Near Black Crater Lake and Whispering Pine Campground they found a small log shelter, complete with a metal roof and a metal box wood stove, said Kirk Flannigan, recreation team leader for the Sisters Ranger District on the Deschutes National Forest.
What made the shelter unusual was its complexity, and the fact it was built without a permit, he said.
“It is against the law to construct a structure on national forest land unless you have a special-use permit or contract,” Flannigan said.
Under Forest Service rules, the agency may fine the shelter builders $250 and require restitution for any damages to the land, Flannigan wrote in an email. It could also be considered a Class B misdemeanor, under which a judge could assess up to a $5,000 fine and order up to six months in jail.
It's a mystery who made it and when. Whoever did “put a little bit of work” into it, Flannigan said. The structure was about half the size of typical wooden snow shelters on the Deschutes National Forest. Inside was a bench that could seat three adults.
It appears the shelter was built from a kit, he said, with the logs hauled in rather than cut from the surrounding forest.
They were then stacked, “like Lincoln Logs,” Flannigan said.
The Forest Service left a notice on the shelter for about a week, he said, asking whoever was using it or had built it to call. It received no response.
Since then, the Forest Service had the shelter dismantled, hauling out the metal sections and burning the wood.
The agency still has the roof and stove if the owner is interested in claiming them.

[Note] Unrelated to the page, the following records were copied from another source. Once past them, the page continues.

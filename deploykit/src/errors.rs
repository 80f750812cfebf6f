//! Error types for deploykit.
//!
//! The taxonomy mirrors how the pipeline treats failures: fatal stage errors,
//! deadline expiry, transient resource locks, and external tool failures.
//! Components return these as typed values; only the pipeline state machine
//! decides whether an error aborts a run.

use serde::{Deserialize, Serialize};
use std::fmt;
use std::path::PathBuf;
use thiserror::Error;

/// Result alias used throughout the crate.
pub type Result<T> = std::result::Result<T, DeployError>;

/// The main error type for deploykit operations.
#[derive(Debug, Error)]
pub enum DeployError {
    /// A stage failed in a way that halts the pipeline.
    #[error("Stage '{stage}' failed: {message}")]
    FatalStage {
        /// The stage name.
        stage: String,
        /// The underlying message.
        message: String,
    },

    /// A bounded wait elapsed before the awaited condition held.
    #[error("Deadline exceeded after {waited_secs}s waiting for {what}")]
    DeadlineExceeded {
        /// What was being waited for.
        what: String,
        /// Seconds waited.
        waited_secs: u64,
    },

    /// A resource stayed locked through every retry of an operation.
    #[error("Resource locked: {resource}: {message}")]
    TransientLock {
        /// The retried operation.
        resource: String,
        /// The last lock error.
        message: String,
    },

    /// An external tool exited unsuccessfully.
    #[error("{0}")]
    ExternalTool(#[from] ExternalToolError),

    /// A cloud API call failed.
    #[error("{0}")]
    Cloud(#[from] CloudError),

    /// A Kubernetes API call failed.
    #[error("Kubernetes error: {0}")]
    Kube(String),

    /// Configuration is missing or invalid.
    #[error("{0}")]
    Config(#[from] ConfigError),

    /// A wait was cancelled before completion.
    #[error("Cancelled: {0}")]
    Cancelled(String),

    /// Serialization/deserialization error.
    #[error("Serialization error: {0}")]
    Serialization(String),

    /// IO error.
    #[error("IO error: {0}")]
    Io(#[from] std::io::Error),
}

impl DeployError {
    /// Creates a fatal stage error.
    #[must_use]
    pub fn fatal(stage: impl Into<String>, message: impl Into<String>) -> Self {
        Self::FatalStage {
            stage: stage.into(),
            message: message.into(),
        }
    }

    /// Creates a Kubernetes error.
    #[must_use]
    pub fn kube(message: impl Into<String>) -> Self {
        Self::Kube(message.into())
    }

    /// Returns true if this error belongs to the transient-lock class.
    #[must_use]
    pub fn is_lock(&self) -> bool {
        match self {
            Self::TransientLock { .. } => true,
            Self::Cloud(err) => err.is_lock(),
            _ => false,
        }
    }

    /// Returns true if repeating the same cloud call cannot succeed: the
    /// target is gone or its name is taken.
    #[must_use]
    pub fn is_permanent(&self) -> bool {
        match self {
            Self::Cloud(err) => err.is_not_found() || matches!(err, CloudError::NameConflict { .. }),
            _ => false,
        }
    }

    /// Returns a short machine-readable name for the error class.
    #[must_use]
    pub fn kind(&self) -> &'static str {
        match self {
            Self::FatalStage { .. } => "fatal_stage",
            Self::DeadlineExceeded { .. } => "deadline_exceeded",
            Self::TransientLock { .. } => "transient_lock",
            Self::ExternalTool(_) => "external_tool",
            Self::Cloud(_) => "cloud",
            Self::Kube(_) => "kube",
            Self::Config(_) => "config",
            Self::Cancelled(_) => "cancelled",
            Self::Serialization(_) => "serialization",
            Self::Io(_) => "io",
        }
    }
}

impl From<serde_json::Error> for DeployError {
    fn from(err: serde_json::Error) -> Self {
        Self::Serialization(err.to_string())
    }
}

impl From<serde_yaml::Error> for DeployError {
    fn from(err: serde_yaml::Error) -> Self {
        Self::Serialization(err.to_string())
    }
}

/// Error raised when an external program exits with a nonzero status.
#[derive(Debug, Clone, Error)]
#[error("{program} {action} failed (exit {status}): {stderr}")]
pub struct ExternalToolError {
    /// The program that was invoked.
    pub program: String,
    /// What the invocation was doing (e.g. "build").
    pub action: String,
    /// Exit code, or -1 if killed by a signal.
    pub status: i32,
    /// Trimmed tail of stderr.
    pub stderr: String,
}

impl ExternalToolError {
    const STDERR_LIMIT: usize = 400;

    /// Creates a new external tool error, truncating stderr.
    #[must_use]
    pub fn new(
        program: impl Into<String>,
        action: impl Into<String>,
        status: i32,
        stderr: &str,
    ) -> Self {
        let trimmed = stderr.trim();
        let stderr = if trimmed.len() > Self::STDERR_LIMIT {
            let mut cut = trimmed.len() - Self::STDERR_LIMIT;
            while !trimmed.is_char_boundary(cut) {
                cut += 1;
            }
            format!("...{}", &trimmed[cut..])
        } else {
            trimmed.to_string()
        };
        Self {
            program: program.into(),
            action: action.into(),
            status,
            stderr,
        }
    }
}

/// The kind of cloud resource an error refers to.
#[derive(Debug, Clone, Copy, PartialEq, Eq, Hash, Serialize, Deserialize)]
#[serde(rename_all = "snake_case")]
pub enum ResourceKind {
    /// A security group.
    SecurityGroup,
    /// A managed Kubernetes cluster.
    Cluster,
    /// A node pool.
    NodePool,
    /// A network load balancer.
    LoadBalancer,
}

impl fmt::Display for ResourceKind {
    fn fmt(&self, f: &mut fmt::Formatter<'_>) -> fmt::Result {
        match self {
            Self::SecurityGroup => write!(f, "security group"),
            Self::Cluster => write!(f, "cluster"),
            Self::NodePool => write!(f, "node pool"),
            Self::LoadBalancer => write!(f, "load balancer"),
        }
    }
}

/// Classified failures reported by the cloud collaborator.
#[derive(Debug, Clone, Error)]
pub enum CloudError {
    /// A resource with the requested name already exists.
    #[error("{kind} name '{name}' already exists")]
    NameConflict {
        /// Resource kind.
        kind: ResourceKind,
        /// The colliding name.
        name: String,
    },

    /// The requested zone does not exist or is unavailable.
    #[error("invalid zone '{0}'")]
    InvalidZone(String),

    /// The account quota is exhausted.
    #[error("quota exceeded: {0}")]
    QuotaExceeded(String),

    /// The resource is locked by an in-flight dependent operation.
    #[error("{kind} {id} is locked: {message}")]
    Locked {
        /// Resource kind.
        kind: ResourceKind,
        /// Resource id.
        id: String,
        /// Provider message.
        message: String,
    },

    /// The resource does not exist.
    #[error("{kind} {id} not found")]
    NotFound {
        /// Resource kind.
        kind: ResourceKind,
        /// Resource id.
        id: String,
    },

    /// Any other API failure.
    #[error("cloud API error{}: {message}", .status.map(|s| format!(" ({s})")).unwrap_or_default())]
    Api {
        /// HTTP-like status, if known.
        status: Option<u16>,
        /// Provider message.
        message: String,
    },
}

impl CloudError {
    /// Creates a generic API error.
    #[must_use]
    pub fn api(status: Option<u16>, message: impl Into<String>) -> Self {
        Self::Api {
            status,
            message: message.into(),
        }
    }

    /// Returns true for the transient "locked / in use" failure class.
    #[must_use]
    pub fn is_lock(&self) -> bool {
        matches!(self, Self::Locked { .. } | Self::Api { status: Some(409), .. })
    }

    /// Returns true if the resource is already gone.
    #[must_use]
    pub fn is_not_found(&self) -> bool {
        matches!(self, Self::NotFound { .. } | Self::Api { status: Some(404), .. })
    }
}

/// Error raised when configuration cannot be loaded or validated.
#[derive(Debug, Clone, Error)]
pub enum ConfigError {
    /// The configuration file does not exist.
    #[error("configuration file not found: {}", .path.display())]
    NotFound {
        /// The path that was tried.
        path: PathBuf,
    },

    /// The file could not be parsed.
    #[error("failed to parse {}: {message}", .path.display())]
    Parse {
        /// The file path.
        path: PathBuf,
        /// Parser message.
        message: String,
    },

    /// One or more fields failed validation.
    #[error("invalid configuration: {}", .problems.join("; "))]
    Invalid {
        /// Every problem found.
        problems: Vec<String>,
    },

    /// A required environment variable is not set.
    #[error("required environment variables not set: {}", .names.join(", "))]
    MissingEnv {
        /// The missing variable names.
        names: Vec<String>,
    },
}

#[cfg(test)]
mod tests {
    use super::*;

    #[test]
    fn test_lock_classification() {
        let locked = CloudError::Locked {
            kind: ResourceKind::SecurityGroup,
            id: "sg-1".to_string(),
            message: "in use".to_string(),
        };
        assert!(locked.is_lock());
        assert!(CloudError::api(Some(409), "conflict").is_lock());
        assert!(!CloudError::api(Some(500), "boom").is_lock());
        assert!(!CloudError::QuotaExceeded("cpu".to_string()).is_lock());

        let err: DeployError = locked.into();
        assert!(err.is_lock());
        assert!(!DeployError::kube("x").is_lock());
    }

    #[test]
    fn test_not_found_classification() {
        let err = CloudError::NotFound {
            kind: ResourceKind::Cluster,
            id: "c-1".to_string(),
        };
        assert!(err.is_not_found());
        assert!(CloudError::api(Some(404), "gone").is_not_found());
        assert!(!err.is_lock());
    }

    #[test]
    fn test_permanent_classification() {
        let gone: DeployError = CloudError::NotFound {
            kind: ResourceKind::NodePool,
            id: "pool-1".to_string(),
        }
        .into();
        let taken: DeployError = CloudError::NameConflict {
            kind: ResourceKind::SecurityGroup,
            name: "demo-sg".to_string(),
        }
        .into();
        assert!(gone.is_permanent());
        assert!(taken.is_permanent());
        assert!(!DeployError::from(CloudError::api(Some(500), "boom")).is_permanent());
        assert!(!DeployError::kube("x").is_permanent());
    }

    #[test]
    fn test_name_conflict_message() {
        let err = CloudError::NameConflict {
            kind: ResourceKind::SecurityGroup,
            name: "demo-sg-101010".to_string(),
        };
        assert_eq!(
            err.to_string(),
            "security group name 'demo-sg-101010' already exists"
        );
    }

    #[test]
    fn test_external_tool_error_truncates() {
        let stderr = "x".repeat(1000);
        let err = ExternalToolError::new("docker", "build", 1, &stderr);
        assert!(err.stderr.starts_with("..."));
        assert!(err.stderr.len() <= 403);
        assert!(err.to_string().contains("docker build failed (exit 1)"));
    }

    #[test]
    fn test_config_error_lists_problems() {
        let err = ConfigError::Invalid {
            problems: vec!["nodes.count must be > 0".to_string(), "zone is empty".to_string()],
        };
        assert_eq!(
            err.to_string(),
            "invalid configuration: nodes.count must be > 0; zone is empty"
        );
    }

    #[test]
    fn test_error_kind() {
        assert_eq!(DeployError::fatal("build_image", "x").kind(), "fatal_stage");
        assert_eq!(DeployError::Cancelled("x".into()).kind(), "cancelled");
    }
}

Each year forest workers find a couple of makeshift shelters, but Flannigan said they are usually much more rudimentary “shanties.” This seemed built to last. He said it was likely being used by skiers or people doing some other snow sport.
As executive director for the Oregon State Snowmobile Association, Peggy Spieger of La Pine said she hadn't heard of the rogue shelter on the Sisters District. She was sad to hear it had been burned.
“It is kind of a shame to burn down a perfectly good shelter,” she said. “If you were a guy stranded you would be happy to see it.”